Les mots du poète Léopold Sedar Senghor dans son « Poème liminaire » lu par Victor sur les Tirailleurs sénégalais, ses compagnons d’arme et de captivité, résonnent encore aujourd’hui comme un programme.
Rendre hommage au passage des Tirailleurs sénégalais à Morlaix, ces 2000 soldats africains de l’Afrique Occidentale Française, l’AOF, venus de pays qui sont aujourd’hui le Sénégal, le Mali, le Niger, la Guinée, la Côte d’Ivoire, le Burkina Faso et rappeler le souvenir du massacre colonial pour l’exemple qui attendait certains d’entre eux le 1er décembre au camp de Thiaroye, près de Dakar, et le faire avec nos amis sénégalais et des associations comme la Ligue des Droits de l’Homme, engagées pour l’amitié entre les peuples, les droits de l’homme, le refus du racisme, n’a rien d’innocent ni de banal.

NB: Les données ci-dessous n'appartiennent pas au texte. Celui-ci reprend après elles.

//! Child process invocation
//!
//! Runs a benchmarked program with an explicit argument list (never
//! through a shell), captures its combined stdout/stderr and exit
//! status, and enforces an optional wall-clock timeout.

use std::path::Path;
use std::process::Stdio;
use std::time::Duration;

use tokio::process::Command;

use crate::{MmBenchError, Result};

/// Outcome of a single child invocation
#[derive(Debug, Clone, PartialEq)]
pub enum RunOutcome {
    /// The child ran to completion
    Exited {
        /// Combined stdout followed by stderr, trimmed
        output: String,
        /// Exit code if the child exited normally
        code: Option<i32>,
        /// Whether the exit status was zero
        success: bool,
    },
    /// The configured timeout expired; the child was killed
    TimedOut,
}

/// Invoker for benchmarked programs with an optional per-run timeout
#[derive(Debug, Clone)]
pub struct ProcessInvoker {
    timeout: Option<Duration>,
}

impl ProcessInvoker {
    /// Create a new invoker; `timeout` of `None` waits indefinitely
    pub fn new(timeout: Option<Duration>) -> Self {
        Self { timeout }
    }

    /// Run a program with the given arguments and capture its output
    ///
    /// The child is awaited to completion before returning; invocations
    /// are strictly sequential from the caller's perspective. A spawn
    /// failure (e.g. missing executable) is an error; a non-zero exit
    /// or an expired timeout is reported through [`RunOutcome`].
    pub async fn run(&self, program: &Path, args: &[String]) -> Result<RunOutcome> {
        let mut command = Command::new(program);
        command
            .args(args)
            .stdin(Stdio::null())
            .stdout(Stdio::piped())
            .stderr(Stdio::piped())
            // A timed-out child is killed when its future is dropped
            .kill_on_drop(true);

        let child = command.spawn().map_err(|e| {
            MmBenchError::SpawnError(format!(
                "Failed to spawn {}: {}",
                command_line(program, args),
                e
            ))
        })?;

        let wait = child.wait_with_output();
        let output = match self.timeout {
            Some(limit) => match tokio::time::timeout(limit, wait).await {
                Ok(result) => result?,
                Err(_) => return Ok(RunOutcome::TimedOut),
            },
            None => wait.await?,
        };

        let mut combined = String::from_utf8_lossy(&output.stdout).into_owned();
        combined.push_str(&String::from_utf8_lossy(&output.stderr));

        Ok(RunOutcome::Exited {
            output: combined.trim().to_string(),
            code: output.status.code(),
            success: output.status.success(),
        })
    }
}

/// Render a program path plus arguments as a single command line for
/// error reporting
pub fn command_line(program: &Path, args: &[String]) -> String {
    let mut line = program.display().to_string();
    for arg in args {
        line.push(' ');
        line.push_str(arg);
    }
    line
}

#[cfg(test)]
mod tests {
    use super::*;
    use std::path::PathBuf;

    #[test]
    fn test_command_line_rendering() {
        let program = PathBuf::from("./naive");
        assert_eq!(command_line(&program, &[]), "./naive");
        assert_eq!(command_line(&program, &["3".to_string()]), "./naive 3");
    }

    #[tokio::test]
    async fn test_spawn_failure_is_an_error() {
        let invoker = ProcessInvoker::new(None);
        let missing = PathBuf::from("./definitely-not-a-real-program");
        let err = invoker
            .run(&missing, &["1".to_string()])
            .await
            .expect_err("missing executable should fail to spawn");
        assert!(matches!(err, MmBenchError::SpawnError(_)));
        assert!(err.to_string().contains("definitely-not-a-real-program 1"));
    }

    #[cfg(unix)]
    #[tokio::test]
    async fn test_captures_output_and_status() {
        let invoker = ProcessInvoker::new(None);
        let outcome = invoker
            .run(Path::new("/bin/sh"), &["-c".to_string(), "echo hello".to_string()])
            .await
            .expect("run");

        match outcome {
            RunOutcome::Exited {
                output,
                code,
                success,
            } => {
                assert_eq!(output, "hello");
                assert_eq!(code, Some(0));
                assert!(success);
            }
            RunOutcome::TimedOut => panic!("unexpected timeout"),
        }
    }

    #[cfg(unix)]
    #[tokio::test]
    async fn test_nonzero_exit_is_not_success() {
        let invoker = ProcessInvoker::new(None);
        let outcome = invoker
            .run(
                Path::new("/bin/sh"),
                &["-c".to_string(), "echo boom; exit 3".to_string()],
            )
            .await
            .expect("run");

        match outcome {
            RunOutcome::Exited {
                output,
                code,
                success,
            } => {
                assert_eq!(output, "boom");
                assert_eq!(code, Some(3));
                assert!(!success);
            }
            RunOutcome::TimedOut => panic!("unexpected timeout"),
        }
    }

    #[cfg(unix)]
    #[tokio::test]
    async fn test_timeout_kills_hung_child() {
        let invoker = ProcessInvoker::new(Some(Duration::from_millis(100)));
        let outcome = invoker
            .run(Path::new("/bin/sh"), &["-c".to_string(), "sleep 30".to_string()])
            .await
            .expect("run");

        assert_eq!(outcome, RunOutcome::TimedOut);
    }
}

C’est un acte d’engagement fort de la part de la ville de Morlaix et de notre communauté, un engagement contre l’amnésie, contre ces oublis volontaires, occultations et dénaturations du passé qui favorisent la répétition des mêmes drames, des mêmes souffrances, des mêmes erreurs, des mêmes fautes.
Un engagement pour l’amitié et la compréhension réciproque avec nos frères d’Afrique et du Sénégal avec lesquels nous partageons une histoire commune qui a sa part de beauté et de fécondité, d’enrichissements réciproques, mais qui est surtout marquée par l’iniquité et les violences de l’esclavage et du colonialisme, du paternalisme et du sentiment de supériorité qui les ont accompagnés.

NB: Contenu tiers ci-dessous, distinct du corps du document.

//! Data models module
//!
//! Contains the comparison table data model: per-cell averaged timings,
//! result rows, and the full report with CSV emission.

pub mod result;

// Re-export commonly used types
pub use result::{Cell, ComparisonReport, ResultRow};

Ces tirailleurs africains ont été massacrés, fauchés par des auto-mitrailleuses et les fusils de leurs pairs sur la froide décision préméditée de leurs propres officiers, les généraux nourris à la culture coloniale Marcel Dagnan et Yves de Boisboissel, commandant supérieur des troupes de l’AOF, un massacre colonial à Thiaroye au Sénégal qui annonce ceux de Sétif en Algérie 6 mois plus tard en mai 1945 et ceux de Madagascar en 1947.
Je suis de ceux qui comme le philosophe Vladimir Jankélevitch, considère que se souvenir et commémorer est un acte moral et, plus encore qu'un devoir, une exigence infinie. « L’oubli serait une injustice absolue »… Ce serait permettre de les tuer deux fois.
La mémoire est quelque chose qui nous incombe, quelque chose qui doit se perpétuer aussi par l’éducation, la transmission des connaissances et des expériences, mais aussi des valeurs, car notre responsabilité n’est pas simplement vis-à-vis des hommes du passé dont il ne faut pas oublier les sacrifices, l’héroïsme, les souffrances et les injustices qu’ils ont endurées pour notre liberté, mais aussi vis à vis de l’avenir et des générations nouvelles, à qui nous ne voulons pas léguer un monde marqué par la guerre, la haine, l’intolérance, l’intolérance, le refus de la solidarité et de la reconnaissance d’une universalité réelle de l’humanité qui exige de la fraternité et de l’entraide.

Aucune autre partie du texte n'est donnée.